No es que me haya dado por practicar una nueva parafilia rollo fist zoofílico ( vale, soy tan bruta que pienso en el jamón en pata entera y no en lonchas) si no porque son las dos cosas que no se pueden hacer en el embarazo y que me apetecen un montón. Lo normal, basta que te prohiban algo para que te apetezca mucho más.
Lo del jamón al parecer es por la toxoplasmosis, que es muy peligrosa para el feto (para la madre no supondría más que un simple catarro) y después de haberme dejado arañar ( bueno, vale, no me he dejado pero es inevitable si los tienes) por los gatos antes de quedarme preñada, me ha dado negativo. Asi que nada de jamón serrano ni carnes crudas ni nada por el estilo. Luego también tenemos otra bacteria, la listeria, que es más peligrosa aún y te deja sin consumir otra serie de alimentos apetecibles, como todos los quesos que me gustan. En fin, que me tiene hartita, que veo un jamón o un trozo de roquefort y se me caen las lágrimas. En serio, no se como no nos hemos extinguido ya con la de historietas que no puedes hacer “por si acaso”. Y joder, tiene que ser algo muy serio porque te dejan fumarte hasta cinco cigarros al dia, pero el jamón, ni olerlo. El otro dia le decia a mi chico que si me ponian delante un bocata de jamón o un porro de maria (otra de las cosas que he dejado, claro, pero esta ya por conciencia propia) no estaba segura a por cual de las dos cosas me tiraba antes. La matrona, de hecho, le recomendó que el dia del parto no me llevara flores y si algo de jamón serrano…supongo que las flores tampoco se las podrá comer una.
Pero lo del sexo anal me tiene traumatizada perdida. Que ganas de que me den por el culo literalmente (que figuradamente ya me lo dan a diario), que vicio por dios. Con lo bien que viene para las almorranas y el estreñimiento (otro par de síntomas guays que tiene esto de estar embarazada).

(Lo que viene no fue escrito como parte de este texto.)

use std::collections::BTreeMap;
use std::path::{Path, PathBuf};
use std::sync::{Arc, Mutex};

use anyhow::{Context, Result};
use serde_json::{Map, Value};

use crate::records::{AppState, CategorySet};

/// Key the whole application state is stored under.
pub const STATE_KEY: &str = "infinite_archive_db_v1";

/// Minimal string key-value store, the shape of browser local storage.
pub trait KeyValueStore: Send {
    fn get(&self, key: &str) -> Result<Option<String>>;
    fn set(&mut self, key: &str, value: &str) -> Result<()>;
}

/// Keys live in one JSON object file. Writes re-read the file so keys set by
/// another handle survive, then replace it through a temp file + rename.
/// A file that no longer parses is moved to `<name>.corrupt` before the write,
/// so whatever it held stays on disk for recovery.
#[derive(Debug, Clone)]
pub struct FileKeyValueStore {
    path: PathBuf,
}

impl FileKeyValueStore {
    pub fn new(path: impl Into<PathBuf>) -> Self {
        Self { path: path.into() }
    }

    pub fn path(&self) -> &Path {
        &self.path
    }
}

impl KeyValueStore for FileKeyValueStore {
    fn get(&self, key: &str) -> Result<Option<String>> {
        if !self.path.exists() {
            return Ok(None);
        }
        let on_disk = read_json_object(&self.path)?;
        Ok(on_disk.get(key).and_then(Value::as_str).map(str::to_string))
    }

    fn set(&mut self, key: &str, value: &str) -> Result<()> {
        let mut on_disk = if self.path.exists() {
            let raw = std::fs::read_to_string(&self.path)
                .with_context(|| format!("failed reading {}", self.path.display()))?;
            match parse_json_object(&raw, &self.path) {
                Ok(on_disk) => on_disk,
                Err(_) => {
                    let backup = self.path.with_extension("corrupt");
                    std::fs::rename(&self.path, &backup).with_context(|| {
                        format!("failed moving unreadable {} aside", self.path.display())
                    })?;
                    Map::new()
                }
            }
        } else {
            Map::new()
        };
        on_disk.insert(key.to_string(), Value::String(value.to_string()));
        write_json_object(&self.path, &on_disk)
    }
}

/// In-process store; clones share the same map.
#[derive(Debug, Clone, Default)]
pub struct MemoryKeyValueStore {
    entries: Arc<Mutex<BTreeMap<String, String>>>,
}

impl MemoryKeyValueStore {
    pub fn new() -> Self {
        Self::default()
    }
}

impl KeyValueStore for MemoryKeyValueStore {
    fn get(&self, key: &str) -> Result<Option<String>> {
        let entries = self
            .entries
            .lock()
            .map_err(|_| anyhow::anyhow!("memory store lock poisoned"))?;
        Ok(entries.get(key).cloned())
    }

    fn set(&mut self, key: &str, value: &str) -> Result<()> {
        let mut entries = self
            .entries
            .lock()
            .map_err(|_| anyhow::anyhow!("memory store lock poisoned"))?;
        entries.insert(key.to_string(), value.to_string());
        Ok(())
    }
}

/// Persistence adapter: the full [`AppState`] as one JSON blob under [`STATE_KEY`].
pub struct StateStore {
    backend: Box<dyn KeyValueStore>,
    key: String,
}

impl StateStore {
    pub fn new<S: KeyValueStore + 'static>(backend: S) -> Self {
        Self {
            backend: Box::new(backend),
            key: STATE_KEY.to_string(),
        }
    }

    pub fn file(path: impl Into<PathBuf>) -> Self {
        Self::new(FileKeyValueStore::new(path))
    }

    pub fn memory() -> Self {
        Self::new(MemoryKeyValueStore::new())
    }

    pub fn key(&self) -> &str {
        &self.key
    }

    /// Overwrites the stored blob. Callers decide what a failure means.
    pub fn save(&mut self, state: &AppState) -> Result<()> {
        let blob = serde_json::to_string(state).context("state serialization failed")?;
        self.backend
            .set(&self.key, &blob)
            .with_context(|| format!("failed to store '{}'", self.key))
    }

    /// Missing, unreadable or corrupt data means first run. An empty category
    /// list is replaced by the defaults. Pending records are left in place.
    pub fn load(&self) -> AppState {
        let Ok(Some(raw)) = self.backend.get(&self.key) else {
            return AppState::default();
        };
        let Ok(payload) = serde_json::from_str::<Value>(&raw) else {
            return AppState::default();
        };
        let Some(obj) = payload.as_object() else {
            return AppState::default();
        };

        let images = obj
            .get("images")
            .cloned()
            .and_then(|value| serde_json::from_value(value).ok())
            .unwrap_or_default();
        let labels: Vec<String> = obj
            .get("categories")
            .cloned()
            .and_then(|value| serde_json::from_value(value).ok())
            .unwrap_or_default();
        let categories = if labels.is_empty() {
            CategorySet::defaults()
        } else {
            CategorySet::from(labels)
        };
        AppState { images, categories }
    }
}

fn read_json_object(path: &Path) -> Result<Map<String, Value>> {
    let raw = std::fs::read_to_string(path)
        .with_context(|| format!("failed reading {}", path.display()))?;
    parse_json_object(&raw, path)
}

fn parse_json_object(raw: &str, path: &Path) -> Result<Map<String, Value>> {
    let parsed: Value = serde_json::from_str(raw)
        .with_context(|| format!("{} is not valid JSON", path.display()))?;
    Ok(parsed.as_object().cloned().unwrap_or_default())
}

fn write_json_object(path: &Path, payload: &Map<String, Value>) -> Result<()> {
    if let Some(parent) = path.parent() {
        if !parent.as_os_str().is_empty() {
            std::fs::create_dir_all(parent)?;
        }
    }
    let staging = path.with_extension("tmp");
    std::fs::write(
        &staging,
        serde_json::to_string_pretty(&Value::Object(payload.clone()))?,
    )
    .with_context(|| format!("failed writing {}", staging.display()))?;
    std::fs::rename(&staging, path)
        .with_context(|| format!("failed replacing {}", path.display()))?;
    Ok(())
}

Y es que ya pasados los tres primeros meses, que son nulos de apetito sexual (joer, que estress, el año pasado me pilló de sorpresa y no se que me pasaba, creia que estaba enferma o algo, cuando ya me enteré de que era normal causado por las hormonas), al llegar al cuarto mes todo eso se revoca y las ganas de follar son constantes. Pero constantes, constantes. Si yo ya de por si soy bastante activa-salida, ahora es ya de juzgado de guardia, menos mal que las pajas no me las han prohibido e incluso he leido que es bueno para el bebé porque las disfruta…pues se lo está pasando genial el muchacho/a, porque parezco un mono, polvos aparte, claro. Que también es bueno que el bebé entre en contacto con el semen del padre (o sea, seguimos follando sin condón) y que la madre trague también (pero mira, por ahí no paso, que esa también es leche sin pasteurizar), y las nuevas posturas a adoptar porque también da un poco de grima que el padre empuje desde encima no lo vayamos a chafar , así que toca encima o a cuatro patas, posturas que no me desagradan para nada, todo lo contrario… pero jo, lo del sexo anal lo llevo también bastante mal. Así que ahora me ha dado por ver porno anal en cualquiera de sus vertientes (tio-tio, tio-tia, tia con arnés-tio) y echarlo tanto de menos como el jamón serrano.
Pero bueno, todo sea por una buena causa, y ya pienso que en Agosto, podré comer jamón, en Septiembre (pasada la cuarentena) podré tener sexo cerdo como a mi me gusta y para febrero, fumarme un porro. Esto de ser madre es precioso, si.